Curiosamente, las siglas  S.M.A.R.T., se refieren a Self Monitoring Analysis and Reporting Technology, una tecnología para detectar fallas en los discos duros en la informática. Este concepto se acerca mucho más a la idea de SmartCity que empresas como IBM o Siemens promocionan. Por otro lado, también se usan las siglas SMART como regla mnemotécnica como referencia a ciertos pasos en la teoría de la Gestión de Proyectos. Esta se refiere a Specific, Measurable, Attainable, Relevant y Time-bound.

Esta idea de Smart se basa en una idea de "eficiencia”. En mejorar la performance del tránsito, o de "facilitar" la vida de las personas. Pero eficiencia es un concepto ligado a la economía clásica, entre la relación inputs-outputs de un sistema. Esta suposición olvida que las sociedades y los gobiernos, en general, no son mensurables en este sentido. Por lo tanto, se puede pensar en una eficiencia de gestión para controlar procesos, pero es erróneo aplicar el mismo concepto para toda una ciudad. 

Lo que nos queda es fomentar el manejo de las decisiones. Pero tampoco podríamos asumir que existe una forma correcta de hacerlo. Es por eso que potenciar la "inteligencia" de una ciudad es acelerar la sinergia entre los individuos a partir de que estos desarrollen su capacidad de tomar decisiones y evaluar correctamente sus riesgos.

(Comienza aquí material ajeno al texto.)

pub mod calendar_feed;
pub mod channel;
pub mod health;
pub mod reservation;
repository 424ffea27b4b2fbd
use async_trait::async_trait;

#[async_trait]
pub trait HealthCheckRepository: Send + Sync {
    async fn check_db(&self) -> bool;
}
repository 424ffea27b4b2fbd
use chrono::{DateTime, Local, NaiveDate, NaiveDateTime};

use super::{CalendarEvent, EventStatus};

#[derive(Default)]
struct PendingEvent {
    start: Option<String>,
    end: Option<String>,
    status: Option<String>,
    summary: Option<String>,
}

impl PendingEvent {
    fn finish(self) -> Option<CalendarEvent> {
        let status = self.status.as_deref().map(EventStatus::from_ical);
        if status == Some(EventStatus::Cancelled) {
            return None;
        }
        let Some(start) = self.start.as_deref().and_then(parse_ical_date) else {
            tracing::debug!(dtstart = ?self.start, "Dropping VEVENT without a usable DTSTART");
            return None;
        };
        Some(CalendarEvent {
            start,
            end: self.end.as_deref().and_then(parse_ical_date),
            status,
            summary: self.summary,
        })
    }
}

/// Reads every `VEVENT` out of a calendar body. Cancelled events and events
/// without a usable start are dropped; nothing in the input aborts the parse.
pub fn parse_ical(text: &str) -> Vec<CalendarEvent> {
    let mut events = Vec::new();
    let mut current: Option<PendingEvent> = None;

    for line in text.lines() {
        let line = line.trim();
        if line.is_empty() {
            continue;
        }
        if line.eq_ignore_ascii_case("BEGIN:VEVENT") {
            current = Some(PendingEvent::default());
            continue;
        }
        if line.eq_ignore_ascii_case("END:VEVENT") {
            if let Some(event) = current.take().and_then(PendingEvent::finish) {
                events.push(event);
            }
            continue;
        }

        let Some(pending) = current.as_mut() else {
            continue;
        };
        let Some((name, value)) = line.split_once(':') else {
            continue;
        };
        let name = name.to_ascii_uppercase();
        let value = value.trim().to_string();

        if name.starts_with("DTSTART") {
            pending.start = Some(value);
        } else if name.starts_with("DTEND") {
            pending.end = Some(value);
        } else if name.starts_with("STATUS") {
            pending.status = Some(value);
        } else if name.starts_with("SUMMARY") {
            pending.summary = Some(value);
        }
    }

    events
}

/// `YYYYMMDD...` is read as a calendar date straight from its digits; anything
/// else goes through the generic ISO forms.
pub fn parse_ical_date(value: &str) -> Option<NaiveDate> {
    let value = value.trim();
    let digits = value.as_bytes();
    if digits.len() >= 8 && digits[..8].iter().all(u8::is_ascii_digit) {
        let year = value[..4].parse().ok()?;
        let month = value[4..6].parse().ok()?;
        let day = value[6..8].parse().ok()?;
        return NaiveDate::from_ymd_opt(year, month, day);
    }
    if let Ok(at) = DateTime::parse_from_rfc3339(value) {
        return Some(at.with_timezone(&Local).date_naive());
    }
    if let Ok(at) = NaiveDateTime::parse_from_str(value, "%Y-%m-%dT%H:%M:%S") {
        return Some(at.date());
    }
    NaiveDate::parse_from_str(value, "%Y-%m-%d").ok()
}

/// True when a body carries a calendar component. Guards against error pages
/// that come back with a 200.
pub fn looks_like_calendar(body: &str) -> bool {
    let upper = body.to_ascii_uppercase();
    ["BEGIN:VCALENDAR", "BEGIN:VEVENT", "BEGIN:VFREEBUSY"]
        .iter()
        .any(|marker| upper.contains(marker))
}

#[cfg(test)]
mod tests {
    use super::*;

    fn day(y: i32, m: u32, d: u32) -> NaiveDate {
        NaiveDate::from_ymd_opt(y, m, d).unwrap()
    }

    #[test]
    fn cancelled_events_are_excluded() {
        let text = "BEGIN:VCALENDAR\r\n\
            BEGIN:VEVENT\r\n\
            DTSTART;VALUE=DATE:20240110\r\n\
            DTEND;VALUE=DATE:20240113\r\n\
            STATUS:CONFIRMED\r\n\
            SUMMARY:Booked\r\n\
            END:VEVENT\r\n\
            BEGIN:VEVENT\r\n\
            DTSTART;VALUE=DATE:20240120\r\n\
            DTEND;VALUE=DATE:20240122\r\n\
            status:cancelled\r\n\
            END:VEVENT\r\n\
            END:VCALENDAR\r\n";

        let events = parse_ical(text);
        assert_eq!(events.len(), 1);
        assert_eq!(events[0].start, day(2024, 1, 10));
        assert_eq!(events[0].end, Some(day(2024, 1, 13)));
        assert_eq!(events[0].status, Some(EventStatus::Confirmed));
        assert_eq!(events[0].summary.as_deref(), Some("Booked"));
    }

    #[test]
    fn property_names_match_case_insensitively() {
        let text = "begin:vevent\ndtstart:20240301T140000Z\nDtEnd;TZID=Europe/Rome:20240303T100000\nend:vevent\n";
        let events = parse_ical(text);
        assert_eq!(events.len(), 1);
        assert_eq!(events[0].start, day(2024, 3, 1));
        assert_eq!(events[0].end, Some(day(2024, 3, 3)));
    }

    #[test]
    fn malformed_input_degrades_to_skipped_events() {
        let text = "garbage line\n\
            BEGIN:VEVENT\n\
            SUMMARY:no start here\n\
            END:VEVENT\n\
            BEGIN:VEVENT\n\
            DTSTART:not-a-date\n\
            END:VEVENT\n\
            BEGIN:VEVENT\n\
            this line has no colon\n\
            DTSTART:2024-05-02\n\
            END:VEVENT\n\
            DTSTART:20240601\n";

        let events = parse_ical(text);
        assert_eq!(events.len(), 1);
        assert_eq!(events[0].start, day(2024, 5, 2));
        assert_eq!(events[0].end, None);
    }

    #[test]
    fn unterminated_event_is_ignored() {
        assert!(parse_ical("BEGIN:VEVENT\nDTSTART:20240110\n").is_empty());
    }

    #[test]
    fn ical_date_forms() {
        assert_eq!(parse_ical_date("20240229"), Some(day(2024, 2, 29)));
        assert_eq!(parse_ical_date("20230229"), None);
        assert_eq!(parse_ical_date("2024-07-04T10:00:00"), Some(day(2024, 7, 4)));
        assert_eq!(parse_ical_date("2024-07-04"), Some(day(2024, 7, 4)));
        assert_eq!(parse_ical_date("tomorrow"), None);
    }

    #[test]
    fn calendar_sniffing() {
        assert!(looks_like_calendar("begin:vcalendar\nEND:VCALENDAR"));
        assert!(looks_like_calendar("BEGIN:VFREEBUSY"));
        assert!(!looks_like_calendar("<html><body>Sign in</body></html>"));
    }
}
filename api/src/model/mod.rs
pub mod availability;
pub mod calendar;
pub mod reservation;
pub mod room;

Una parte fundamental para esta empresa es mejorar las herramientas físicas y psicológicas que permiten observar las situaciones, para lo cual es necesario fomentar la independencia ideológica y el pensamiento crítico. La intuición y la capacidad de improvisación ante nuevas situaciones son valores de gran importancia para una sociedad inteligente, la creatividad y el pensamiento "out-of-the-box" ha demostrado que se pueden generar nuevas respuestas a las problemáticas.

Estas y otras herramientas son provistas en el desarrollo y el aprendizaje de las personas, pero no de forma lineal, sino esporádica. Para ello se debe abandonar la vieja idea de educación lineal, literal y cerrada.  El filósofo Jacques Ranciere hace referencia a la "emancipación intelectual" en su texto "El Maestro Ignorante", como una forma de aprender cualquier lenguaje humano, librándolo de la dependencia de un "maestro" que dictamine lo que hay que aprender y lo que no. Algo similar se está viendo en la actualidad con el movimiento de "escuelas de programación" como School of Data, cuyo lema es "el poder de lo evidente".

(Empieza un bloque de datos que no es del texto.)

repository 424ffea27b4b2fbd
use garde::Validate;
use kernel::{
    model::{
        id::ReservationId,
        reservation::{
            event::{ReservationCandidate, RoomRequest},
            Guest,
        },
    },
    service::booking::CommittedReservation,
};
use serde::{Deserialize, Serialize};

#[derive(Debug, Deserialize, Validate)]
#[serde(rename_all = "camelCase")]
pub struct CreateReservationRequest {
    #[garde(skip)]
    pub check_in: Option<String>,
    #[garde(skip)]
    pub check_out: Option<String>,
    #[garde(range(min = 1))]
    pub adults: u32,
    #[garde(skip)]
    #[serde(default)]
    pub children: u32,
    #[garde(dive)]
    #[serde(default)]
    pub rooms: Vec<RoomRequestBody>,
    #[garde(dive)]
    pub guest: GuestRequest,
}

#[derive(Debug, Deserialize, Validate)]
#[serde(rename_all = "camelCase")]
pub struct RoomRequestBody {
    #[garde(skip)]
    #[serde(alias = "id")]
    pub room_type: String,
    #[garde(range(max = 20))]
    #[serde(default = "default_qty")]
    pub qty: u32,
}

fn default_qty() -> u32 {
    1
}

#[derive(Debug, Deserialize, Validate)]
#[serde(rename_all = "camelCase")]
pub struct GuestRequest {
    #[garde(length(min = 1))]
    pub name: String,
    #[garde(email)]
    pub email: String,
    #[garde(skip)]
    pub phone: Option<String>,
    #[garde(skip)]
    pub notes: Option<String>,
}

impl From<CreateReservationRequest> for ReservationCandidate {
    fn from(value: CreateReservationRequest) -> Self {
        let CreateReservationRequest {
            check_in,
            check_out,
            adults,
            children,
            rooms,
            guest,
        } = value;
        let GuestRequest {
            name,
            email,
            phone,
            notes,
        } = guest;
        ReservationCandidate::new(
            check_in,
            check_out,
            adults,
            children,
            rooms
                .into_iter()
                .map(|r| RoomRequest::new(r.room_type, r.qty))
                .collect(),
            Guest {
                name: name.trim().to_string(),
                email: email.trim().to_string(),
                phone,
                notes,
            },
        )
    }
}

#[derive(Debug, Serialize)]
#[serde(rename_all = "camelCase")]
pub struct CreateReservationResponse {
    pub ok: bool,
    pub id: ReservationId,
    #[serde(skip_serializing_if = "Option::is_none")]
    pub warning: Option<String>,
}

impl From<CommittedReservation> for CreateReservationResponse {
    fn from(value: CommittedReservation) -> Self {
        Self {
            ok: true,
            id: value.reservation.id,
            warning: value.warning,
        }
    }
}
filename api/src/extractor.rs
use async_trait::async_trait;
use axum::{
    extract::FromRequestParts,
    http::{header::AUTHORIZATION, request::Parts},
};
use registry::AppRegistry;
use shared::error::AppError;

/// Caller presenting the configured admin bearer token. Without a configured
/// token every request is rejected.
pub struct AdminUser;

#[async_trait]
impl FromRequestParts<AppRegistry> for AdminUser {
    type Rejection = AppError;

    async fn from_request_parts(
        parts: &mut Parts,
        registry: &AppRegistry,
    ) -> Result<Self, Self::Rejection> {
        let config = registry.config();
        let expected = config
            .server
            .admin_token
            .as_deref()
            .ok_or(AppError::UnauthorizedError)?;

        let presented = parts
            .headers
            .get(AUTHORIZATION)
            .and_then(|value| value.to_str().ok())
            .and_then(|value| value.strip_prefix("Bearer "))
            .ok_or(AppError::UnauthorizedError)?;

        if presented.trim() != expected {
            return Err(AppError::UnauthorizedError);
        }
        Ok(Self)
    }
}
pub mod admin;
pub mod api;
pub mod availability;
pub mod calendar;
pub mod health;
pub mod reservation;
pub mod room;
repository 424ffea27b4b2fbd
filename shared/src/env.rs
use std::env;
use strum::EnumString;

#[derive(Default, EnumString)]
#[strum(serialize_all = "lowercase")]
pub enum Environment {
    #[default]
    Development,
    Production,
}

pub fn which() -> Environment {
    #[cfg(debug_assertions)]
    let default_env = Environment::Development;
    #[cfg(not(debug_assertions))]
    let default_env = Environment::Production;

    match env::var("ENV") {
        Err(_) => default_env,
        Ok(v) => v.parse().unwrap_or(default_env),
    }
}
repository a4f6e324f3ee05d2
//! Deduplicating collection of playlist items across scroll batches.
//!
//! Consecutive scroll windows overlap, so the same items are extracted many
//! times. [`CollectedSet::ingest`] keeps the first sighting of each video id
//! and drops everything else, which makes replaying a batch a no-op.

pub mod item;

pub use item::{Item, RawItem, Toggle};

use std::collections::HashSet;
use tracing::{debug, info};

/// Query-string key holding the video id.
pub const VIDEO_ID_KEY: &str = "v";

/// Extract the video id from a link's query string.
///
/// Works for absolute and relative links. Links without a non-empty `v`
/// parameter (shortened `youtu.be/<id>` links included) yield `None`.
pub fn video_id(link: &str) -> Option<String> {
    let without_fragment = link.split('#').next().unwrap_or(link);
    let (_, query) = without_fragment.split_once('?')?;
    url::form_urlencoded::parse(query.as_bytes())
        .find(|(key, _)| key == VIDEO_ID_KEY)
        .map(|(_, value)| value.into_owned())
        .filter(|id| !id.is_empty())
}

/// Unique items in first-discovery order.
#[derive(Debug, Default, Clone)]
pub struct CollectedSet {
    items: Vec<Item>,
    seen: HashSet<String>,
}

impl CollectedSet {
    pub fn new() -> Self {
        Self::default()
    }

    /// Add the unseen items of a batch. Returns how many were added.
    pub fn ingest(&mut self, batch: impl IntoIterator<Item = RawItem>) -> usize {
        let mut added = 0;
        for raw in batch {
            let Some(id) = video_id(&raw.link) else {
                debug!(link = %raw.link, "dropping item without video id");
                continue;
            };
            if !self.seen.insert(id.clone()) {
                continue;
            }
            info!(id = %id, "found new video: {}", raw.title);
            self.items.push(Item::from_raw(raw, id));
            added += 1;
        }
        added
    }

    pub fn items(&self) -> &[Item] {
        &self.items
    }

    pub fn len(&self) -> usize {
        self.items.len()
    }

    pub fn is_empty(&self) -> bool {
        self.items.is_empty()
    }
}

Hoy en día, las personas más exitosas son personas que creen en sí mismas, que son críticas y objetivas. Cada vez son menos aquellos considerados exitosos sólo por su capacidad de generar dinero o acumular poder. Debemos orientarnos a emancipar más ciudadanos que tengan sus propios valores, que difundan sus ideas y que aprendan a compartir. No importa si algunos prefieren ser estudiantes, empresarios, empleados públicos o campesinos. Cada persona tiene lo mejor que dar y son vitales para nuestra sociedad, nuestras ciudades. Esa pluralidad, y la vocación de cada uno, hará que cada ciudad sea única, y que todos estemos dispuestos a ayudarnos en todo momento. 

La tecnología, como toda herramienta humana, sirve a las necesidades de la sociedad. Si esta sociedad no desarrolla sus capacidades y supera sus propios obstáculos, siempre dependerá de nuevas herramientas que reemplacen a la inteligencia. 

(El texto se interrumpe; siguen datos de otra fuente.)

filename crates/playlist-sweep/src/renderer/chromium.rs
//! Chromium-backed renderer over the DevTools protocol.

use super::{NavigationResult, RenderContext, Renderer};
use crate::config::ScrapeConfig;
use crate::extraction::agentql::AgentQlClient;
use crate::stealth::fingerprint::{stealth_script, Fingerprint};
use anyhow::{anyhow, Context, Result};
use async_trait::async_trait;
use chromiumoxide::browser::{Browser, BrowserConfig};
use chromiumoxide::cdp::browser_protocol::emulation::SetDeviceMetricsOverrideParams;
use chromiumoxide::cdp::browser_protocol::page::AddScriptToEvaluateOnNewDocumentParams;
use chromiumoxide::Page;
use futures::StreamExt;
use std::path::PathBuf;
use std::sync::Arc;
use std::time::{Duration, Instant};
use tokio::sync::Mutex;
use tokio::task::JoinHandle;
use tracing::{debug, info, warn};

/// Find a Chromium binary: explicit path, `~/.playlist-sweep/chromium/`, then `PATH`.
pub fn find_chromium(explicit: Option<&PathBuf>) -> Option<PathBuf> {
    if let Some(path) = explicit {
        if path.exists() {
            return Some(path.clone());
        }
    }

    if let Some(home) = dirs::home_dir() {
        let candidates = if cfg!(target_os = "macos") {
            vec![
                home.join(".playlist-sweep/chromium/Google Chrome for Testing.app/Contents/MacOS/Google Chrome for Testing"),
                home.join(".playlist-sweep/chromium/chrome"),
            ]
        } else {
            vec![
                home.join(".playlist-sweep/chromium/chrome"),
                home.join(".playlist-sweep/chromium/chrome-linux64/chrome"),
            ]
        };
        if let Some(found) = candidates.into_iter().find(|c| c.exists()) {
            return Some(found);
        }
    }

    ["google-chrome", "chromium", "chromium-browser"]
        .iter()
        .find_map(|name| which::which(name).ok())
}

/// A launched headless Chromium.
pub struct ChromiumRenderer {
    browser: Mutex<Browser>,
    handler: JoinHandle<()>,
    agentql: Arc<AgentQlClient>,
}

impl ChromiumRenderer {
    /// Launch the browser described by `config`.
    pub async fn launch(config: &ScrapeConfig) -> Result<Self> {
        let fp = &config.fingerprint;
        let mut builder =
            BrowserConfig::builder().window_size(fp.viewport_width, fp.viewport_height);
        if !config.headless {
            builder = builder.with_head();
        }
        if config.no_sandbox {
            builder = builder.no_sandbox();
        }
        if let Some(path) = find_chromium(config.chromium_path.as_ref()) {
            debug!("using chromium at {}", path.display());
            builder = builder.chrome_executable(path);
        }
        let browser_config = builder
            .build()
            .map_err(|e| anyhow!("invalid browser config: {e}"))?;

        let (browser, mut handler) = Browser::launch(browser_config)
            .await
            .context("launching chromium")?;

        let handler = tokio::spawn(async move {
            while let Some(event) = handler.next().await {
                if event.is_err() {
                    break;
                }
            }
        });

        info!(headless = config.headless, "browser launched");

        Ok(Self {
            browser: Mutex::new(browser),
            handler,
            agentql: Arc::new(AgentQlClient::new(&config.api_key, &config.agentql_endpoint)?),
        })
    }
}

#[async_trait]
impl Renderer for ChromiumRenderer {
    async fn new_context(&self) -> Result<Box<dyn RenderContext>> {
        let page = self
            .browser
            .lock()
            .await
            .new_page("about:blank")
            .await
            .context("opening page")?;
        Ok(Box::new(ChromiumContext {
            page,
            agentql: Arc::clone(&self.agentql),
        }))
    }

    async fn shutdown(&self) -> Result<()> {
        let mut browser = self.browser.lock().await;
        browser.close().await.context("closing browser")?;
        if let Err(e) = browser.wait().await {
            warn!("waiting for browser exit failed: {e}");
        }
        self.handler.abort();
        info!("browser closed");
        Ok(())
    }
}

/// One Chromium tab.
pub struct ChromiumContext {
    page: Page,
    agentql: Arc<AgentQlClient>,
}

#[async_trait]
impl RenderContext for ChromiumContext {
    async fn navigate(&mut self, url: &str, timeout_ms: u64) -> Result<NavigationResult> {
        let start = Instant::now();
        tokio::time::timeout(Duration::from_millis(timeout_ms), self.page.goto(url))
            .await
            .map_err(|_| anyhow!("navigation timed out after {timeout_ms}ms"))?
            .with_context(|| format!("navigating to {url}"))?;

        let final_url = self.page.url().await?.unwrap_or_else(|| url.to_string());
        Ok(NavigationResult {
            final_url,
            load_time_ms: start.elapsed().as_millis() as u64,
        })
    }

    async fn execute_js(&self, script: &str) -> Result<serde_json::Value> {
        let result = self.page.evaluate(script).await?;
        Ok(result.value().cloned().unwrap_or(serde_json::Value::Null))
    }

    async fn set_viewport(&mut self, width: u32, height: u32) -> Result<()> {
        self.page
            .execute(SetDeviceMetricsOverrideParams::new(
                i64::from(width),
                i64::from(height),
                1.0,
                false,
            ))
            .await
            .context("setting viewport")?;
        Ok(())
    }

    async fn apply_fingerprint(&mut self, fingerprint: &Fingerprint) -> Result<()> {
        self.page
            .set_user_agent(fingerprint.user_agent.as_str())
            .await
            .context("setting user agent")?;
        self.page
            .evaluate_on_new_document(AddScriptToEvaluateOnNewDocumentParams::new(
                stealth_script(fingerprint),
            ))
            .await
            .context("installing stealth script")?;
        Ok(())
    }

    async fn query_structured(&self, query: &str) -> Result<serde_json::Value> {
        let html = self.page.content().await.context("reading page content")?;
        Ok(self.agentql.query_data(query, &html).await?)
    }

    async fn close(self: Box<Self>) -> Result<()> {
        self.page.close().await.context("closing page")?;
        Ok(())
    }
}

A fin de cuentas, una Ciudad Inteligente, es conceptualmente una ciudad planificada para que el desarrollo humano sea evolutivo, y para que la inversión sea correcta y precisa, sin desgastar nuestro entorno. El verdadero cambio en las ciudades se da en la idea de diseño, ofreciendo la simplicidad como forma y el servicio como contenido. La abstracción de lo tangible hacia nuevas formas de concebir la construcción urbana, nos ofrecerá nuevos puntos de vista y nuevas concepciones de ciudad.